→ **Description of the task**: In the entries below, how many lines hold the string "matching"? Answer with the number only.

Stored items
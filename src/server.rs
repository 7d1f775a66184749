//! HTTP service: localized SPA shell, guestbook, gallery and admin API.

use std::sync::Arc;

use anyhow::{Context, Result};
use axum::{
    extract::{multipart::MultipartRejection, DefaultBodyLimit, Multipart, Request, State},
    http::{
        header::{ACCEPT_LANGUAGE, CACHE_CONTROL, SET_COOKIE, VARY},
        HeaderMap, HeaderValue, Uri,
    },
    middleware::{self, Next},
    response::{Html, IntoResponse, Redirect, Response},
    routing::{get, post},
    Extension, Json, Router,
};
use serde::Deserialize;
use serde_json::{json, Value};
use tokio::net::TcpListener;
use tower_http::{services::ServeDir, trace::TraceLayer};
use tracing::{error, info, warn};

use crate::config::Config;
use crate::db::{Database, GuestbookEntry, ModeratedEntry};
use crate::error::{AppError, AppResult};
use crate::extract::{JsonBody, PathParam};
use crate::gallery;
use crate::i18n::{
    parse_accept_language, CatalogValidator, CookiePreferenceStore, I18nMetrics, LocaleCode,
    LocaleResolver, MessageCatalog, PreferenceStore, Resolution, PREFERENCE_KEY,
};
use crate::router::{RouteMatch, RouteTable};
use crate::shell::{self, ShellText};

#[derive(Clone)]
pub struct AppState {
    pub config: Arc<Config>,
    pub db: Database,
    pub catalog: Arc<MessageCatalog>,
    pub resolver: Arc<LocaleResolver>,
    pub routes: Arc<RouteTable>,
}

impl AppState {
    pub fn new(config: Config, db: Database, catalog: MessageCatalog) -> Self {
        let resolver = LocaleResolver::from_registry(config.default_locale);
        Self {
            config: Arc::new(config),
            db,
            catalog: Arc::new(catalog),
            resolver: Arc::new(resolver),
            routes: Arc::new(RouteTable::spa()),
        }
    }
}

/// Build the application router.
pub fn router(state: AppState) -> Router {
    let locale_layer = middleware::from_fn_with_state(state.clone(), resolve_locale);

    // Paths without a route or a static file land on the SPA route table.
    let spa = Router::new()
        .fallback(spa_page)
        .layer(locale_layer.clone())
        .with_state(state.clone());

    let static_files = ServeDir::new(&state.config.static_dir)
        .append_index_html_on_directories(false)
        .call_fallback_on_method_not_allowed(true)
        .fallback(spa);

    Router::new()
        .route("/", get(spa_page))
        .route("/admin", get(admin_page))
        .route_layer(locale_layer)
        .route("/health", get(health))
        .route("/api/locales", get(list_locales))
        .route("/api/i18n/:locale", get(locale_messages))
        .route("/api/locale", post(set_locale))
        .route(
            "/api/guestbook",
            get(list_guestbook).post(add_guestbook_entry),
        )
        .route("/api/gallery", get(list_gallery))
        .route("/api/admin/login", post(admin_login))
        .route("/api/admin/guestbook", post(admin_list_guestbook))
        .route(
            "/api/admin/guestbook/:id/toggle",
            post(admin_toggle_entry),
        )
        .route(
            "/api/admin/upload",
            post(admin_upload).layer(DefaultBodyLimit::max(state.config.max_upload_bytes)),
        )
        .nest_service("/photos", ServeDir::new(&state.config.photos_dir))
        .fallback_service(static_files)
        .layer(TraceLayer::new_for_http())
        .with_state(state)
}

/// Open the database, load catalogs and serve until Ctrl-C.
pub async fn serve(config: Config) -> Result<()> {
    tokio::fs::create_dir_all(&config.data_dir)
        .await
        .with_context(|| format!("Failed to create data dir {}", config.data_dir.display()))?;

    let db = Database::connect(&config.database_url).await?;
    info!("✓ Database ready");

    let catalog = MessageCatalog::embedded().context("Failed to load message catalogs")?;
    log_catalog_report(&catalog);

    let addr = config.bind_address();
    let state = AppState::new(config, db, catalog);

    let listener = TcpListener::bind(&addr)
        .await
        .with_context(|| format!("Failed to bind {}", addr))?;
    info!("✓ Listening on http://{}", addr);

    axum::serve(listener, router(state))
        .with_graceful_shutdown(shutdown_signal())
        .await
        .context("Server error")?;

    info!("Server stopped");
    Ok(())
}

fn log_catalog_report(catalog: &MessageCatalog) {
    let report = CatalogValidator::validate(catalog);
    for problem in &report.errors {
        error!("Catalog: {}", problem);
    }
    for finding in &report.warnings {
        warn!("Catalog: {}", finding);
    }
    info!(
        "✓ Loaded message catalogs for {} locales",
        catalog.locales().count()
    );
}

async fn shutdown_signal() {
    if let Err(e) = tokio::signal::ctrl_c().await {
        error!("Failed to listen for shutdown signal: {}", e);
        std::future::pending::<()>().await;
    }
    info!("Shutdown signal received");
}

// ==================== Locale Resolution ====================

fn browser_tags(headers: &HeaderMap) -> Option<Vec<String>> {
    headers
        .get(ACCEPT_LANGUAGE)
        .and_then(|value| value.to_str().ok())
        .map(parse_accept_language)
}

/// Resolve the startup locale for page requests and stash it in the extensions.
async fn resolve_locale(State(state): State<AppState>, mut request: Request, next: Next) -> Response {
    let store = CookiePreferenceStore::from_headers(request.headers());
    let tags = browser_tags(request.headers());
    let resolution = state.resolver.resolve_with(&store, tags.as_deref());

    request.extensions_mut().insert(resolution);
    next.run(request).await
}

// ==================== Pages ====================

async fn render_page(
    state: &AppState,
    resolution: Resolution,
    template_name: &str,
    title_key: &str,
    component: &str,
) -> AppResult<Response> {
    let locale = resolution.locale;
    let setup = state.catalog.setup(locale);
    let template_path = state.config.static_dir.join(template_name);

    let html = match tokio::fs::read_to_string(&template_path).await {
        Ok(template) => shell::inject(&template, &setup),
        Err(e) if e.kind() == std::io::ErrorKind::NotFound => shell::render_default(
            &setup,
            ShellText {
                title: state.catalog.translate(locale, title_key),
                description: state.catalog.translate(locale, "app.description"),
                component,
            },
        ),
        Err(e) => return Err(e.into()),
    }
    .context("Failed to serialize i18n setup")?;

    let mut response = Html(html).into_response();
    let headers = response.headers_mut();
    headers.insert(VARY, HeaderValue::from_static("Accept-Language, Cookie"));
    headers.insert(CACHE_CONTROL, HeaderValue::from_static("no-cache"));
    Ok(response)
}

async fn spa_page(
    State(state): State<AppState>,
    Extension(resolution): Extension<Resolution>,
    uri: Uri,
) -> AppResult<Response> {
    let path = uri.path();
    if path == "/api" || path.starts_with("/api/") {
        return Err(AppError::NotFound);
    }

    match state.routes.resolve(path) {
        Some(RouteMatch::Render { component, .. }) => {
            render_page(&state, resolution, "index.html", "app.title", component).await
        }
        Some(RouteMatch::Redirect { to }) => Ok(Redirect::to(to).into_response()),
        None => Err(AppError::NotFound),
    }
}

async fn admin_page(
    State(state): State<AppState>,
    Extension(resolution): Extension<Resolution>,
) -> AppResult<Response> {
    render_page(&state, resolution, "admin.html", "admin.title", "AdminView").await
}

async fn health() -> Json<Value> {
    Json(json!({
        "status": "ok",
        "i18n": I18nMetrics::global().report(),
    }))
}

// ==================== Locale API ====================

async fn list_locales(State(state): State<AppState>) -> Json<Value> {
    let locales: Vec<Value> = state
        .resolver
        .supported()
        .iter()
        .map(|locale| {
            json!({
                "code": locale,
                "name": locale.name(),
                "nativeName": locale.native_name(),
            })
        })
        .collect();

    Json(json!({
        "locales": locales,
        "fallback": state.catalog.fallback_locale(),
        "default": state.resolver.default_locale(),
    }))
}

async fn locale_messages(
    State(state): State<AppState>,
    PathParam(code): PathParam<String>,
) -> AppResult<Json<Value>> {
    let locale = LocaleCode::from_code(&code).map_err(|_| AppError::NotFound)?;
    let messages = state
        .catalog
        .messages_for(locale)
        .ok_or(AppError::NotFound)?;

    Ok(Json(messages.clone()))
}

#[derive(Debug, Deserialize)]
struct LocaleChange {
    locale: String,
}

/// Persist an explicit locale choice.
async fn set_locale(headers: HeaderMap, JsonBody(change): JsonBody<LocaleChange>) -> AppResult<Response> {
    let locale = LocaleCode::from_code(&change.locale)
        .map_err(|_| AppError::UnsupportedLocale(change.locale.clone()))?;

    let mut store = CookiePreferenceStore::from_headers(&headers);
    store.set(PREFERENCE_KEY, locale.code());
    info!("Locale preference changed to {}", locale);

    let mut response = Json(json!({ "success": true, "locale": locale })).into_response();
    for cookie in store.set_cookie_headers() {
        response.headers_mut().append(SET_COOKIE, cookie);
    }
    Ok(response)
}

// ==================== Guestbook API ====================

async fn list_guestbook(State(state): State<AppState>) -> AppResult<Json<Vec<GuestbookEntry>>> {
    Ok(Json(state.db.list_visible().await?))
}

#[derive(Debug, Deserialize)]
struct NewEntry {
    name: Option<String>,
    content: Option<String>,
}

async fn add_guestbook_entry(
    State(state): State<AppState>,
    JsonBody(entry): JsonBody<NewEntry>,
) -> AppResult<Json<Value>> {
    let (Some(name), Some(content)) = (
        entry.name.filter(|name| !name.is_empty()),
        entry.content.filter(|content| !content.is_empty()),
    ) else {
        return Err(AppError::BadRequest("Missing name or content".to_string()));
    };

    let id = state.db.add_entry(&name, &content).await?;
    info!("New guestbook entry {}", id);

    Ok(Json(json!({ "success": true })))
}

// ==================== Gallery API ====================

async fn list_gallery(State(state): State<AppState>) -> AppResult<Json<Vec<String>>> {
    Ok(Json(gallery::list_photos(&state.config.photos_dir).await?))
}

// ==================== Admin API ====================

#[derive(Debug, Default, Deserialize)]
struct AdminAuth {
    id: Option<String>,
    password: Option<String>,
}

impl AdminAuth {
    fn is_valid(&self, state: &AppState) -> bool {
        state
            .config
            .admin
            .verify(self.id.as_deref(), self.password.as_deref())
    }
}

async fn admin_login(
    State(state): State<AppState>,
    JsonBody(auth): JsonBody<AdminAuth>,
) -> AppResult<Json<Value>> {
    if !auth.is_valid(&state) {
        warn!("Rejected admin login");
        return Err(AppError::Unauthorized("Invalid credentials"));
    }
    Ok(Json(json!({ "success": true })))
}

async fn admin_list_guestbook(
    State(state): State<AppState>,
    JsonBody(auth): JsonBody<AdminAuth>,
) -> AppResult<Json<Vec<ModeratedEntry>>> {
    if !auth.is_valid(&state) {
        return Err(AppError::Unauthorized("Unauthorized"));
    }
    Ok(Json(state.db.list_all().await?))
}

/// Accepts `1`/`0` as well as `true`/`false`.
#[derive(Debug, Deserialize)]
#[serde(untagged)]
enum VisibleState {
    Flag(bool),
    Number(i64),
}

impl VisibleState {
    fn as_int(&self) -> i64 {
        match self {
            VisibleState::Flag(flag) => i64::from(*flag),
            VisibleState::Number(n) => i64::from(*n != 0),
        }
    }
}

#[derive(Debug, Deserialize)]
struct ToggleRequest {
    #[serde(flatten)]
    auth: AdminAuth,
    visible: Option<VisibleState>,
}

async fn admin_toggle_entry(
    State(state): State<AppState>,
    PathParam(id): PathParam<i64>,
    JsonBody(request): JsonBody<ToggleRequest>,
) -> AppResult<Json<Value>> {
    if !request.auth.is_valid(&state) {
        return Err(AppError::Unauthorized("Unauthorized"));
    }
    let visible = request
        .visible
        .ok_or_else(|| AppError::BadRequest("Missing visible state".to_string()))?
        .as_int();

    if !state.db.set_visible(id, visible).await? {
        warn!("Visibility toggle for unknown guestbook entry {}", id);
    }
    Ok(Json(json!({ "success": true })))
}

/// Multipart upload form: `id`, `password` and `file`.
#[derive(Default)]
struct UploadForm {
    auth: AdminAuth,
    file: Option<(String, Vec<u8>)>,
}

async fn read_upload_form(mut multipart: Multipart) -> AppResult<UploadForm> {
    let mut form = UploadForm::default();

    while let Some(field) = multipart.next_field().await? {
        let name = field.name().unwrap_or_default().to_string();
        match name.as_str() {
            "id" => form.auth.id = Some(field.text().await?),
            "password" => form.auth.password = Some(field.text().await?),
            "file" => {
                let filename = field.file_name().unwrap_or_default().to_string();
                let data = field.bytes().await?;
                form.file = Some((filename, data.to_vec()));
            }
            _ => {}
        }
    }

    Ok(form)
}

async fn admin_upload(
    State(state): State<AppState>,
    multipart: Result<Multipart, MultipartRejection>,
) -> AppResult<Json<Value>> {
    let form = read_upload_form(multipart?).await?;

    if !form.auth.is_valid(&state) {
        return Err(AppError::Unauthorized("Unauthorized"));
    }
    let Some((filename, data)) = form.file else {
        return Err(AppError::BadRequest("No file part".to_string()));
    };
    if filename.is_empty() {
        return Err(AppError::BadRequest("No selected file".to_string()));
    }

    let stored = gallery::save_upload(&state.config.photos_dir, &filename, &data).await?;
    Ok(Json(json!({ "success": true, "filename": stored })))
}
--
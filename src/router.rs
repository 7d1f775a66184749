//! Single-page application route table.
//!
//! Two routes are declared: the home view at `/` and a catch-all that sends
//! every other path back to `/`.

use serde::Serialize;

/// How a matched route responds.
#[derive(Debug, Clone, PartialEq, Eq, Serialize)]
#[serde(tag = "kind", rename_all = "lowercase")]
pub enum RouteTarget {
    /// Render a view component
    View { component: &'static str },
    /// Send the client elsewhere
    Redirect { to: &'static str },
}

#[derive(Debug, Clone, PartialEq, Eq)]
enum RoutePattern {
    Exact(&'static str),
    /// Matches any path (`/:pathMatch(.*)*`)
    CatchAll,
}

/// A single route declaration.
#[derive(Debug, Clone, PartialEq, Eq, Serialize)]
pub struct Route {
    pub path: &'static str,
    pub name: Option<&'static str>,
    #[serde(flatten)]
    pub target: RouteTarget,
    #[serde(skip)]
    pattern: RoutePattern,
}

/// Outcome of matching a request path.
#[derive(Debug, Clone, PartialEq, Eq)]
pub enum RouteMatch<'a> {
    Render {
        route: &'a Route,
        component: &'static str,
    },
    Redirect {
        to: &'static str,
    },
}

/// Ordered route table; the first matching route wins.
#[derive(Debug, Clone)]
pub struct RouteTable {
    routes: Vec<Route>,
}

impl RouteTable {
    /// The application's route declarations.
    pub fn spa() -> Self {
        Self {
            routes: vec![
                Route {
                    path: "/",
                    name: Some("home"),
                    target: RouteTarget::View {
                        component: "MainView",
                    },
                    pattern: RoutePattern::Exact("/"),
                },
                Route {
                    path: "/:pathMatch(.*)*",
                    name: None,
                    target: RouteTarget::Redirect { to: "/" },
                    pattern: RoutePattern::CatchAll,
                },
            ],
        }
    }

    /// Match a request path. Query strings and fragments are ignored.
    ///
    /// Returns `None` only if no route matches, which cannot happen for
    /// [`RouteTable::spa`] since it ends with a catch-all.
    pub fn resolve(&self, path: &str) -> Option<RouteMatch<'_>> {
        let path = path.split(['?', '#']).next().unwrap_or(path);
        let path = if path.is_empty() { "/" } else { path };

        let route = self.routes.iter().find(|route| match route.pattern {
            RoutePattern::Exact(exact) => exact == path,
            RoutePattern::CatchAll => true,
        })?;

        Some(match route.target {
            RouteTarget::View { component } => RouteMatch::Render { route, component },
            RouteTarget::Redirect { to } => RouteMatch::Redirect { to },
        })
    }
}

→ **Your response**: 2